* **WHAT YOU WILL DO**: Repeat each entry below exactly.

◆ ◆ ◆ ◆ ◆ ◆ ◆

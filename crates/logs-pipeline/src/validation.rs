// Copyright 2025-Present Datadog, Inc. https://www.datadoghq.com/
// SPDX-License-Identifier: Apache-2.0

//! Record and batch validation against the intake's constraints.

use lazy_static::lazy_static;
use regex::Regex;

use crate::constants::{MAX_BATCH_ENTRIES_SIZE, MAX_SOURCE_LENGTH};
use crate::errors::ValidationError;
use crate::record::Record;

lazy_static! {
    /// Span ids are exactly 16 hexadecimal characters, either case.
    static ref SPAN_ID_REGEX: Regex =
        Regex::new(r"^[a-fA-F0-9]{16}$").expect("failed creating regex");
}

/// Decides whether a record may enter the pipeline.
pub trait Validator: Send + Sync {
    fn validate(&self, record: &Record) -> Result<(), ValidationError>;

    /// Validates a whole batch right before delivery.
    fn validate_batch(&self, records: &[Record]) -> Result<(), ValidationError> {
        if records.is_empty() {
            return Err(ValidationError::new("logs", "at least one log is required"));
        }
        if records.len() > MAX_BATCH_ENTRIES_SIZE {
            return Err(ValidationError::new(
                "logs",
                format!("batch size must be {MAX_BATCH_ENTRIES_SIZE} logs or less"),
            ));
        }
        for (index, record) in records.iter().enumerate() {
            self.validate(record).map_err(|e| {
                ValidationError::new(e.field, format!("log at index {index}: {}", e.message))
            })?;
        }
        Ok(())
    }
}

/// The intake's field rules.
#[derive(Debug, Clone, Copy, Default)]
pub struct DefaultValidator;

impl Validator for DefaultValidator {
    fn validate(&self, record: &Record) -> Result<(), ValidationError> {
        if record.source.is_empty() {
            return Err(ValidationError::new("service", "service name is required"));
        }
        if record.source.chars().count() > MAX_SOURCE_LENGTH {
            return Err(ValidationError::new(
                "service",
                format!("service name must be {MAX_SOURCE_LENGTH} characters or less"),
            ));
        }
        if record.message.is_empty() {
            return Err(ValidationError::new("message", "message is required"));
        }
        if let Some(span_id) = record.span_id.as_deref() {
            if !span_id.is_empty() && !SPAN_ID_REGEX.is_match(span_id) {
                return Err(ValidationError::new(
                    "span_id",
                    "span_id must be exactly 16 hexadecimal characters",
                ));
            }
        }
        Ok(())
    }
}
// Copyright 2025-Present Datadog, Inc. https://www.datadoghq.com/
// SPDX-License-Identifier: Apache-2.0

//! Log records and the intake payload shapes.

use std::fmt;
use std::str::FromStr;

use chrono::{DateTime, Utc};
use serde::{Deserialize, Serialize};
use serde_json::{Map, Value};

use crate::errors::ValidationError;

/// Free-form key/value metadata attached to a record.
pub type Metadata = Map<String, Value>;

/// Severity of a log record.
#[derive(Clone, Copy, Debug, PartialEq, Eq, Hash, Serialize, Deserialize, Default)]
#[serde(rename_all = "lowercase")]
pub enum Level {
    Debug,
    #[default]
    Info,
    Warn,
    Error,
    Critical,
}

impl Level {
    pub const ALL: [Level; 5] = [
        Level::Debug,
        Level::Info,
        Level::Warn,
        Level::Error,
        Level::Critical,
    ];

    #[must_use]
    pub fn as_str(&self) -> &'static str {
        match self {
            Level::Debug => "debug",
            Level::Info => "info",
            Level::Warn => "warn",
            Level::Error => "error",
            Level::Critical => "critical",
        }
    }
}

impl fmt::Display for Level {
    fn fmt(&self, f: &mut fmt::Formatter<'_>) -> fmt::Result {
        f.write_str(self.as_str())
    }
}

impl FromStr for Level {
    type Err = ValidationError;

    fn from_str(s: &str) -> Result<Self, Self::Err> {
        match s.trim().to_lowercase().as_str() {
            "debug" => Ok(Level::Debug),
            "info" => Ok(Level::Info),
            "warn" | "warning" => Ok(Level::Warn),
            "error" => Ok(Level::Error),
            "critical" => Ok(Level::Critical),
            other => Err(ValidationError::new(
                "level",
                format!(
                    "invalid log level: {other} (must be one of: debug, info, warn, error, critical)"
                ),
            )),
        }
    }
}

/// A single log entry.
///
/// Records are built by the pipeline at submission time and are owned by the
/// pipeline from then on; nothing mutates a record once it is buffered.
#[derive(Clone, Debug, PartialEq, Serialize)]
pub struct Record {
    pub time: DateTime<Utc>,
    /// Source label of the emitting service. Sent as `service` to the intake.
    #[serde(rename = "service")]
    pub source: String,
    pub level: Level,
    pub message: String,
    #[serde(skip_serializing_if = "Option::is_none")]
    pub metadata: Option<Metadata>,
    #[serde(skip_serializing_if = "is_absent")]
    pub trace_id: Option<String>,
    /// 16 hex characters when present.
    #[serde(skip_serializing_if = "is_absent")]
    pub span_id: Option<String>,
}

fn is_absent(id: &Option<String>) -> bool {
    id.as_deref().map_or(true, str::is_empty)
}

impl Record {
    /// Creates a record stamped with the current time.
    #[must_use]
    pub fn new(source: impl Into<String>, level: Level, message: impl Into<String>) -> Self {
        Self {
            time: Utc::now(),
            source: source.into(),
            level,
            message: message.into(),
            metadata: None,
            trace_id: None,
            span_id: None,
        }
    }

    #[must_use]
    pub fn with_metadata(mut self, metadata: Option<Metadata>) -> Self {
        self.metadata = metadata.filter(|m| !m.is_empty());
        self
    }

    /// An empty id leaves the record uncorrelated.
    #[must_use]
    pub fn with_trace_id(mut self, trace_id: impl Into<String>) -> Self {
        self.trace_id = Some(trace_id.into()).filter(|id| !id.is_empty());
        self
    }

    /// An empty id leaves the record uncorrelated.
    #[must_use]
    pub fn with_span_id(mut self, span_id: impl Into<String>) -> Self {
        self.span_id = Some(span_id.into()).filter(|id| !id.is_empty());
        self
    }
}

/// Body of a batch ingestion request.
#[derive(Debug, Serialize)]
pub struct IngestRequest<'a> {
    pub logs: &'a [Record],
}

/// Body returned by the intake on success.
#[derive(Debug, Default, Deserialize, PartialEq)]
pub struct IngestResponse {
    #[serde(default)]
    pub received: usize,
    #[serde(default)]
    pub timestamp: String,
}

◆ ◆ ◆ ◆ ◆ ◆ ◆

* **REPLY**:
filename crates/logs-pipeline/src/validation.rs
// Copyright 2025-Present Datadog, Inc. https://www.datadoghq.com/
// SPDX-License-Identifier: Apache-2.0

//! Record and batch validation against the intake's constraints.

use lazy_static::lazy_static;
use regex::Regex;

use crate::constants::{MAX_BATCH_ENTRIES_SIZE, MAX_SOURCE_LENGTH};
use crate::errors::ValidationError;
use crate::record::Record;

lazy_static! {
    /// Span ids are exactly 16 hexadecimal characters, either case.
    static ref SPAN_ID_REGEX: Regex =
        Regex::new(r"^[a-fA-F0-9]{16}$").expect("failed creating regex");
}

/// Decides whether a record may enter the pipeline.
pub trait Validator: Send + Sync {
    fn validate(&self, record: &Record) -> Result<(), ValidationError>;

    /// Validates a whole batch right before delivery.
    fn validate_batch(&self, records: &[Record]) -> Result<(), ValidationError> {
        if records.is_empty() {
            return Err(ValidationError::new("logs", "at least one log is required"));
        }
        if records.len() > MAX_BATCH_ENTRIES_SIZE {
            return Err(ValidationError::new(
                "logs",
                format!("batch size must be {MAX_BATCH_ENTRIES_SIZE} logs or less"),
            ));
        }
        for (index, record) in records.iter().enumerate() {
            self.validate(record).map_err(|e| {
                ValidationError::new(e.field, format!("log at index {index}: {}", e.message))
            })?;
        }
        Ok(())
    }
}

/// The intake's field rules.
#[derive(Debug, Clone, Copy, Default)]
pub struct DefaultValidator;

impl Validator for DefaultValidator {
    fn validate(&self, record: &Record) -> Result<(), ValidationError> {
        if record.source.is_empty() {
            return Err(ValidationError::new("service", "service name is required"));
        }
        if record.source.chars().count() > MAX_SOURCE_LENGTH {
            return Err(ValidationError::new(
                "service",
                format!("service name must be {MAX_SOURCE_LENGTH} characters or less"),
            ));
        }
        if record.message.is_empty() {
            return Err(ValidationError::new("message", "message is required"));
        }
        if let Some(span_id) = record.span_id.as_deref() {
            if !span_id.is_empty() && !SPAN_ID_REGEX.is_match(span_id) {
                return Err(ValidationError::new(
                    "span_id",
                    "span_id must be exactly 16 hexadecimal characters",
                ));
            }
        }
        Ok(())
    }
}
// Copyright 2025-Present Datadog, Inc. https://www.datadoghq.com/
// SPDX-License-Identifier: Apache-2.0

//! Log records and the intake payload shapes.

use std::fmt;
use std::str::FromStr;

use chrono::{DateTime, Utc};
use serde::{Deserialize, Serialize};
use serde_json::{Map, Value};

use crate::errors::ValidationError;

/// Free-form key/value metadata attached to a record.
pub type Metadata = Map<String, Value>;

/// Severity of a log record.
#[derive(Clone, Copy, Debug, PartialEq, Eq, Hash, Serialize, Deserialize, Default)]
#[serde(rename_all = "lowercase")]
pub enum Level {
    Debug,
    #[default]
    Info,
    Warn,
    Error,
    Critical,
}

impl Level {
    pub const ALL: [Level; 5] = [
        Level::Debug,
        Level::Info,
        Level::Warn,
        Level::Error,
        Level::Critical,
    ];

    #[must_use]
    pub fn as_str(&self) -> &'static str {
        match self {
            Level::Debug => "debug",
            Level::Info => "info",
            Level::Warn => "warn",
            Level::Error => "error",
            Level::Critical => "critical",
        }
    }
}

impl fmt::Display for Level {
    fn fmt(&self, f: &mut fmt::Formatter<'_>) -> fmt::Result {
        f.write_str(self.as_str())
    }
}

impl FromStr for Level {
    type Err = ValidationError;

    fn from_str(s: &str) -> Result<Self, Self::Err> {
        match s.trim().to_lowercase().as_str() {
            "debug" => Ok(Level::Debug),
            "info" => Ok(Level::Info),
            "warn" | "warning" => Ok(Level::Warn),
            "error" => Ok(Level::Error),
            "critical" => Ok(Level::Critical),
            other => Err(ValidationError::new(
                "level",
                format!(
                    "invalid log level: {other} (must be one of: debug, info, warn, error, critical)"
                ),
            )),
        }
    }
}

/// A single log entry.
///
/// Records are built by the pipeline at submission time and are owned by the
/// pipeline from then on; nothing mutates a record once it is buffered.
#[derive(Clone, Debug, PartialEq, Serialize)]
pub struct Record {
    pub time: DateTime<Utc>,
    /// Source label of the emitting service. Sent as `service` to the intake.
    #[serde(rename = "service")]
    pub source: String,
    pub level: Level,
    pub message: String,
    #[serde(skip_serializing_if = "Option::is_none")]
    pub metadata: Option<Metadata>,
    #[serde(skip_serializing_if = "is_absent")]
    pub trace_id: Option<String>,
    /// 16 hex characters when present.
    #[serde(skip_serializing_if = "is_absent")]
    pub span_id: Option<String>,
}

fn is_absent(id: &Option<String>) -> bool {
    id.as_deref().map_or(true, str::is_empty)
}

impl Record {
    /// Creates a record stamped with the current time.
    #[must_use]
    pub fn new(source: impl Into<String>, level: Level, message: impl Into<String>) -> Self {
        Self {
            time: Utc::now(),
            source: source.into(),
            level,
            message: message.into(),
            metadata: None,
            trace_id: None,
            span_id: None,
        }
    }

    #[must_use]
    pub fn with_metadata(mut self, metadata: Option<Metadata>) -> Self {
        self.metadata = metadata.filter(|m| !m.is_empty());
        self
    }

    /// An empty id leaves the record uncorrelated.
    #[must_use]
    pub fn with_trace_id(mut self, trace_id: impl Into<String>) -> Self {
        self.trace_id = Some(trace_id.into()).filter(|id| !id.is_empty());
        self
    }

    /// An empty id leaves the record uncorrelated.
    #[must_use]
    pub fn with_span_id(mut self, span_id: impl Into<String>) -> Self {
        self.span_id = Some(span_id.into()).filter(|id| !id.is_empty());
        self
    }
}

/// Body of a batch ingestion request.
#[derive(Debug, Serialize)]
pub struct IngestRequest<'a> {
    pub logs: &'a [Record],
}

/// Body returned by the intake on success.
#[derive(Debug, Default, Deserialize, PartialEq)]
pub struct IngestResponse {
    #[serde(default)]
    pub received: usize,
    #[serde(default)]
    pub timestamp: String,
}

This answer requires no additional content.